#### DATA TO USE

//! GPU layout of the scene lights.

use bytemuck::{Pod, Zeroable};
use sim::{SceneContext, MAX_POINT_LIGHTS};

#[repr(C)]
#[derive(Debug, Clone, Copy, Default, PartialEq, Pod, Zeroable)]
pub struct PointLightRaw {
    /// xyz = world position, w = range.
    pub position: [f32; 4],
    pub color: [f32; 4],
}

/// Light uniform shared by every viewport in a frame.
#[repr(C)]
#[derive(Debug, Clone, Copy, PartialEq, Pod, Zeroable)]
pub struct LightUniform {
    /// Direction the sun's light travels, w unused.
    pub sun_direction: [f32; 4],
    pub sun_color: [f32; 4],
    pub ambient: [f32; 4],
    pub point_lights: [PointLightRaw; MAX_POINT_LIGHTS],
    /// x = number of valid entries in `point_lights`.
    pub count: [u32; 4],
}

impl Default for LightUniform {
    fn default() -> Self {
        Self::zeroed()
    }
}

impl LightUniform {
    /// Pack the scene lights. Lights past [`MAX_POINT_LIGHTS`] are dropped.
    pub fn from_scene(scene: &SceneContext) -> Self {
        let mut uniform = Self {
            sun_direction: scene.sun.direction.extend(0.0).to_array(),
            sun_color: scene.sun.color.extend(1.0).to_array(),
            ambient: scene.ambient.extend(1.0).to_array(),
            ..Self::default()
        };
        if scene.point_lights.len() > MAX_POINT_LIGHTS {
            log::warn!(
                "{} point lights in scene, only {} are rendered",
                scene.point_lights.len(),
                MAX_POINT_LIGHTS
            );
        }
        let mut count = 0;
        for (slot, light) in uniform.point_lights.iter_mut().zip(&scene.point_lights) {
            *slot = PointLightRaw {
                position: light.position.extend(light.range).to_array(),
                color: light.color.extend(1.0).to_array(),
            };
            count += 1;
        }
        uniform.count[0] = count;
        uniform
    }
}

########
#### DATA TO USE

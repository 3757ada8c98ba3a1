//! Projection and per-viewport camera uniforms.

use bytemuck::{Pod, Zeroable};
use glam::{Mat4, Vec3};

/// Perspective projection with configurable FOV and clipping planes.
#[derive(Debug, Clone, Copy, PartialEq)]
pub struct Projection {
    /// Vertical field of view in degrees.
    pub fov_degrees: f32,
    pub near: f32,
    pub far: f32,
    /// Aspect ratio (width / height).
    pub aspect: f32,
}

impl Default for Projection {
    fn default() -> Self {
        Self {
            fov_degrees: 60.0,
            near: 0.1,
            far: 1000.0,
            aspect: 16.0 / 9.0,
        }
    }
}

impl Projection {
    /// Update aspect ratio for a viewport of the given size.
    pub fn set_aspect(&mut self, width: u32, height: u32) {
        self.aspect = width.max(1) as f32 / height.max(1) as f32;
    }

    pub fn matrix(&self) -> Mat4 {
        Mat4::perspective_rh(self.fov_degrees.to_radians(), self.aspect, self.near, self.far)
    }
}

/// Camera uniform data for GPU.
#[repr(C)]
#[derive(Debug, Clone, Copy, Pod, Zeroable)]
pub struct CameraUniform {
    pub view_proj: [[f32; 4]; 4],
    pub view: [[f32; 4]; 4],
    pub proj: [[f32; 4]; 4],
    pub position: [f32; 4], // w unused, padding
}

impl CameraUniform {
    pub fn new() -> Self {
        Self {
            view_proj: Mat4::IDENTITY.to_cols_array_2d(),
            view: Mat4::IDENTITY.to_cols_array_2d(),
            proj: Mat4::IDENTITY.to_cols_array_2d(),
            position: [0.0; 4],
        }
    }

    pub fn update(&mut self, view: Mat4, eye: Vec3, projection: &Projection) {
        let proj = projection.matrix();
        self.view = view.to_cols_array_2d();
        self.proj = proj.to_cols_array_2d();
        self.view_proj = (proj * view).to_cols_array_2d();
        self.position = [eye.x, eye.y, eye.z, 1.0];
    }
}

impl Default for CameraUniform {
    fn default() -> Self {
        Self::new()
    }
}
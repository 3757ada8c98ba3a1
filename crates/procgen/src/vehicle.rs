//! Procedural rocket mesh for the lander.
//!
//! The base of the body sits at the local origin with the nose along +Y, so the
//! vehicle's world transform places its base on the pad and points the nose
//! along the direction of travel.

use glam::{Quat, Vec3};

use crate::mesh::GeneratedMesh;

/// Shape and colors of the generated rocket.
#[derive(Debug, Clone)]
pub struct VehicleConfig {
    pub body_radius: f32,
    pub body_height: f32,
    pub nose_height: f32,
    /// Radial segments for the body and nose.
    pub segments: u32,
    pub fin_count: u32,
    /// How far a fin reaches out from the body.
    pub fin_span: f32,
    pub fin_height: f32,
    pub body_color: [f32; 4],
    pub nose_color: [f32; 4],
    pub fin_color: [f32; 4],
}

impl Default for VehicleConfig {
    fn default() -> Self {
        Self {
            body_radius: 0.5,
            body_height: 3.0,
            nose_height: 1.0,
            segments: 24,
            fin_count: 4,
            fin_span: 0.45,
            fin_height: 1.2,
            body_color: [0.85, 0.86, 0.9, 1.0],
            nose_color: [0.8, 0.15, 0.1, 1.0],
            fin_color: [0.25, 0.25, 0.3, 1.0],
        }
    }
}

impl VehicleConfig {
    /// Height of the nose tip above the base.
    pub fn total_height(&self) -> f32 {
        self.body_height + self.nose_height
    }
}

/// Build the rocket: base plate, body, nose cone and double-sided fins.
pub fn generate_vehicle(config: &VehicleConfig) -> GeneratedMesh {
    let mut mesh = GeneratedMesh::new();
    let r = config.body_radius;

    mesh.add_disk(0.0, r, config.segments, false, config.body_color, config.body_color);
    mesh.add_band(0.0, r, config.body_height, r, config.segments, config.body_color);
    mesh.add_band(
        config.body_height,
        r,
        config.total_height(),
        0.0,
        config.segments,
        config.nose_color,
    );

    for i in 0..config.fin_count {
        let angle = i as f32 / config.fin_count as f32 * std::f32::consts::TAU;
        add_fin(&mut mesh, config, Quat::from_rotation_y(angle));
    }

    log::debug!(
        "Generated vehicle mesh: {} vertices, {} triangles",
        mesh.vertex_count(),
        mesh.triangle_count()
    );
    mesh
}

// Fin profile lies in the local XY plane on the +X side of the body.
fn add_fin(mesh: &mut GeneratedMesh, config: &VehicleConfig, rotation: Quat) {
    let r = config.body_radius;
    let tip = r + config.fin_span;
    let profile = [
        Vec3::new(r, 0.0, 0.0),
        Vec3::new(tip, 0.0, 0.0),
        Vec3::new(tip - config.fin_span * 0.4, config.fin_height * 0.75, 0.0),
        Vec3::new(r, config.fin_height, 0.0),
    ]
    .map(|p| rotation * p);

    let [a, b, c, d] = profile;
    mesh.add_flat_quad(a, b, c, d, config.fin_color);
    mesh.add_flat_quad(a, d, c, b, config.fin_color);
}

########
#### DATA TO USE

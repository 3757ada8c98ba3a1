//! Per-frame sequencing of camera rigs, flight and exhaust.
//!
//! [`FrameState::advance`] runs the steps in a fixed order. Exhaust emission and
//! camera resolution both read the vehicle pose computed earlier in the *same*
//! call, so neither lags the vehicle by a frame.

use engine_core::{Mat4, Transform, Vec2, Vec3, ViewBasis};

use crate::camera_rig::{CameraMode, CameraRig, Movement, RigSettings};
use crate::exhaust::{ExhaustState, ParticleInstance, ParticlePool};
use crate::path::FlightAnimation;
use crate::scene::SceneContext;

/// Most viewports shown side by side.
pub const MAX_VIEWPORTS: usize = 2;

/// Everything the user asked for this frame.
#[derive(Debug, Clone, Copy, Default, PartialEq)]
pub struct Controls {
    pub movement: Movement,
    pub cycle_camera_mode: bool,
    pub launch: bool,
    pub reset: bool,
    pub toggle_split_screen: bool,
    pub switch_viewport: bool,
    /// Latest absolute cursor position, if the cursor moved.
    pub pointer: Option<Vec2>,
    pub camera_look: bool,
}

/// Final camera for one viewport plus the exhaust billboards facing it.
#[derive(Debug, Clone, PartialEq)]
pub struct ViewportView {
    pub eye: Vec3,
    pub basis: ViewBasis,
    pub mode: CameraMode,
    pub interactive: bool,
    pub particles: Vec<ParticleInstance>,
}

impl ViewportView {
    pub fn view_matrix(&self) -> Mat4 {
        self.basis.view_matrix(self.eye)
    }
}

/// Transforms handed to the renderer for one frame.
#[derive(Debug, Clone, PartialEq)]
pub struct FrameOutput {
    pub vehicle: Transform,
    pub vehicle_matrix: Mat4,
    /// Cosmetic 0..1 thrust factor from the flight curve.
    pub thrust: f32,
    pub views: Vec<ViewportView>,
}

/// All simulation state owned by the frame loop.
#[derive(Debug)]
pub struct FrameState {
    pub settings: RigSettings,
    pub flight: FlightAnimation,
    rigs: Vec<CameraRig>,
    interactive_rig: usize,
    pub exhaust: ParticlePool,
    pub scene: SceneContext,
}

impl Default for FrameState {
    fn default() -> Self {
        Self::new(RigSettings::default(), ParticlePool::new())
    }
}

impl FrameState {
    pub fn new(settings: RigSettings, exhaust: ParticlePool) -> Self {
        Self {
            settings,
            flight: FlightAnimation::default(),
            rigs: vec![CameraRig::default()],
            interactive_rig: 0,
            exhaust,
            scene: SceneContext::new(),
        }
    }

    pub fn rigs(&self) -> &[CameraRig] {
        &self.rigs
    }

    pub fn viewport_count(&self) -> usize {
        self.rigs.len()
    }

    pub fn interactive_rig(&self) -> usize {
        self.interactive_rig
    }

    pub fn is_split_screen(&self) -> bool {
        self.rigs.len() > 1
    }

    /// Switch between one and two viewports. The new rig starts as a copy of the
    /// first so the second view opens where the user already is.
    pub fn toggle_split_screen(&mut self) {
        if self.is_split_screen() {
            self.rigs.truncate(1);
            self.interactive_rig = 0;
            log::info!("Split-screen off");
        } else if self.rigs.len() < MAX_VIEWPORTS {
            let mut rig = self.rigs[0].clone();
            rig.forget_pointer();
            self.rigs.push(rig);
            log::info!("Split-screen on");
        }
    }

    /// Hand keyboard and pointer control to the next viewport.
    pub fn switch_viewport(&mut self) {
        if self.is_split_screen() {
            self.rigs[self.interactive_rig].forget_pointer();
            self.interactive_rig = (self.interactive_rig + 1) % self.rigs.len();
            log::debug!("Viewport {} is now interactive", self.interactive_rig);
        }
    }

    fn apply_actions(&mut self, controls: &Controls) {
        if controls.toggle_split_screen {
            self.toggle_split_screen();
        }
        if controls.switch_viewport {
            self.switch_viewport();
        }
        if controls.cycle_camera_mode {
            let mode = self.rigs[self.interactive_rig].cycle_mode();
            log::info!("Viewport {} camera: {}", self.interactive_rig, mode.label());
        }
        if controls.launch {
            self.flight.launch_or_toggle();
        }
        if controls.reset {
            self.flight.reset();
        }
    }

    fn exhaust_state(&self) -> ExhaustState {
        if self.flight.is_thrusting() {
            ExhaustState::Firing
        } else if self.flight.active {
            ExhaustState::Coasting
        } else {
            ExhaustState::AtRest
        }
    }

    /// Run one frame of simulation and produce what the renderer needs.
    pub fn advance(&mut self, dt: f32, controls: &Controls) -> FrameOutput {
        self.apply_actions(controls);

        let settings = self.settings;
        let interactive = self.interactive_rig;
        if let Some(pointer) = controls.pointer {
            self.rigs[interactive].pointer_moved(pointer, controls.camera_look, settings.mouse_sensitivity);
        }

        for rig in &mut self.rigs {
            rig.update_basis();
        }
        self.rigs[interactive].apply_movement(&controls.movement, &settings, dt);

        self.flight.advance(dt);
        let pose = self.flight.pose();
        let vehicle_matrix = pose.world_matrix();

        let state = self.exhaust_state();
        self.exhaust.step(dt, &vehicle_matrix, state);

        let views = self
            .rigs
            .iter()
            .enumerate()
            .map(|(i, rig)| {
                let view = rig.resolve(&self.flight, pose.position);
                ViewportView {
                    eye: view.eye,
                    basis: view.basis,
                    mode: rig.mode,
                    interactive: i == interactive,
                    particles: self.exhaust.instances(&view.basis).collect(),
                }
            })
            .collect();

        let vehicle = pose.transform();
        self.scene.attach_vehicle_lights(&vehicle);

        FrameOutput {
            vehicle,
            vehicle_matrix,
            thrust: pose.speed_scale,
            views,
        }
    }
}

########

YOUR OBJECTIVE —
Check each line in the records above for the word "advance". Return those that have it.

EXERCISE ANSWER —
//! [`FrameState::advance`] runs the steps in a fixed order. Exhaust emission and
    pub fn advance(&mut self, dt: f32, controls: &Controls) -> FrameOutput {
        self.flight.advance(dt);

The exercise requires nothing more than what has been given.